To the best of our knowledge, this is a relatively new attempt to develop a prognostic RFS nomogram for patients with thymic epithelial tumors by combining hematological and clinical indicators. Although this nomogram did not include many hematological indicators in the end, it combines clinical indicators, hematological indicators and other important clinical information to achieve the ultimate goal of integrating multi-dimensional data to jointly predict the prognosis of thymic epithelial tumors.

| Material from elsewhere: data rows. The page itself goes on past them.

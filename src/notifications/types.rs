//! Types for notifications

use chrono::{DateTime, Datelike, Timelike, Utc};
use serde::{Deserialize, Serialize};
use uuid::Uuid;

use crate::push::PushMessage;
use crate::wire;

/// Prefix of ids synthesized on the client before the backend knows the notification
pub const TEMP_ID_PREFIX: &str = "temp-";

const DEFAULT_TITLE: &str = "Nueva notificación";

const MONTHS: [&str; 12] = [
    "ene", "feb", "mar", "abr", "may", "jun", "jul", "ago", "sept", "oct", "nov", "dic",
];

/// A notification about reservation activity
#[derive(Debug, Clone, PartialEq, Serialize, Deserialize)]
pub struct Notification {
    #[serde(deserialize_with = "wire::id")]
    pub id: String,

    #[serde(rename = "titulo")]
    pub title: String,

    #[serde(rename = "mensaje", default)]
    pub message: String,

    /// Payload, may carry `reservaId`
    #[serde(rename = "datos", default, skip_serializing_if = "Option::is_none")]
    pub data: Option<serde_json::Value>,

    #[serde(rename = "fechaCreacion", deserialize_with = "wire::timestamp")]
    pub created_at: DateTime<Utc>,

    #[serde(rename = "leida", default)]
    pub read: bool,
}

impl Notification {
    /// Build a temporary, unread entry from a push message
    pub fn from_push(message: &PushMessage, now: DateTime<Utc>) -> Self {
        let data = if message.data.is_empty() {
            None
        } else {
            serde_json::to_value(&message.data).ok()
        };
        Self {
            id: format!("{}{}", TEMP_ID_PREFIX, Uuid::new_v4()),
            title: message.title().unwrap_or(DEFAULT_TITLE).to_string(),
            message: message.body().unwrap_or_default().to_string(),
            data,
            created_at: now,
            read: false,
        }
    }

    /// True for entries synthesized locally that have no backend counterpart yet
    pub fn is_temporary(&self) -> bool {
        is_temporary_id(&self.id)
    }

    /// Reservation this notification refers to
    pub fn reservation_id(&self) -> Option<String> {
        match self.data.as_ref()?.get("reservaId")? {
            serde_json::Value::String(s) if !s.is_empty() => Some(s.clone()),
            serde_json::Value::Number(n) => Some(n.to_string()),
            _ => None,
        }
    }

    /// Page showing the referenced reservation
    pub fn reservation_link(&self) -> Option<String> {
        self.reservation_id().map(|id| format!("/reservas?id={}", id))
    }
}

pub fn is_temporary_id(id: &str) -> bool {
    id.starts_with(TEMP_ID_PREFIX)
}

/// Body of `POST /notificaciones/login`
#[derive(Debug, Clone, PartialEq, Serialize)]
pub struct DeviceRegistration {
    pub token: String,
    #[serde(rename = "userId")]
    pub user_id: String,
    #[serde(rename = "rol")]
    pub role: String,
}

/// Age of a notification the way the list shows it
pub fn format_relative(created_at: DateTime<Utc>, now: DateTime<Utc>) -> String {
    let minutes = (now - created_at).num_minutes();
    if minutes < 1 {
        "Ahora".to_string()
    } else if minutes < 60 {
        format!("Hace {} min", minutes)
    } else if minutes < 1440 {
        format!("Hace {} h", minutes / 60)
    } else {
        format!(
            "{:02} {}, {:02}:{:02}",
            created_at.day(),
            MONTHS[created_at.month0() as usize],
            created_at.hour(),
            created_at.minute()
        )
    }
}

#[cfg(test)]
mod tests {
    use super::*;
    use chrono::{Duration, TimeZone};
    use serde_json::json;

    #[test]
    fn decodes_backend_notification() {
        let n: Notification = serde_json::from_value(json!({
            "id": 42,
            "titulo": "Nueva reserva",
            "mensaje": "Ana",
            "datos": { "reservaId": "r-1" },
            "fechaCreacion": "2026-10-17T10:00:00.000Z",
            "leida": false
        }))
        .unwrap();
        assert_eq!(n.id, "42");
        assert!(!n.is_temporary());
        assert_eq!(n.reservation_link().as_deref(), Some("/reservas?id=r-1"));
    }

    #[test]
    fn push_becomes_unread_temporary_entry() {
        let now = Utc::now();
        let a = Notification::from_push(&PushMessage::default(), now);
        let b = Notification::from_push(&PushMessage::new("Reserva", "Juan"), now);
        assert!(a.is_temporary() && b.is_temporary());
        assert_ne!(a.id, b.id);
        assert_eq!(a.title, "Nueva notificación");
        assert_eq!(a.message, "");
        assert!(!a.read);
        assert_eq!(b.title, "Reserva");
    }

    #[test]
    fn relative_ages() {
        let now = Utc.with_ymd_and_hms(2026, 10, 17, 12, 0, 0).unwrap();
        assert_eq!(format_relative(now - Duration::seconds(20), now), "Ahora");
        assert_eq!(format_relative(now - Duration::minutes(5), now), "Hace 5 min");
        assert_eq!(format_relative(now - Duration::minutes(150), now), "Hace 2 h");
        assert_eq!(
            format_relative(Utc.with_ymd_and_hms(2026, 10, 3, 8, 5, 0).unwrap(), now),
            "03 oct, 08:05"
        );
    }
}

This study has several limitations. First, this was a retrospective study. Moreover, this was only a single-center study that included a small number of patients. Further research including more number of cases is still needed to verify our results. Second, tumor markers (CEA, SCC, AFP, etc.) and other potentially valuable hematological indicators were not included in this study. Third, the dynamic changes in hematological indicators considered in this study were not followed up after the operation.

Conclusions

In summary, by combining hematological and clinical indicators, we established and validated a nomogram for predicting the relapse-free survival of patients with thymic epithelial tumors. This convenient nomogram had well performance to distinguish the prognosis and risk of patients. Our findings suggest that it may be a potentially easy-to-use tool for physicians and can aid in postoperative personalized prognosis assessment and early identification of high-risk patients. Although the nomogram appears useful for prognostication and identifying high-risk patients, further prospective studies are needed to validate the nomogram and confirm the contribution of each prognostic factor.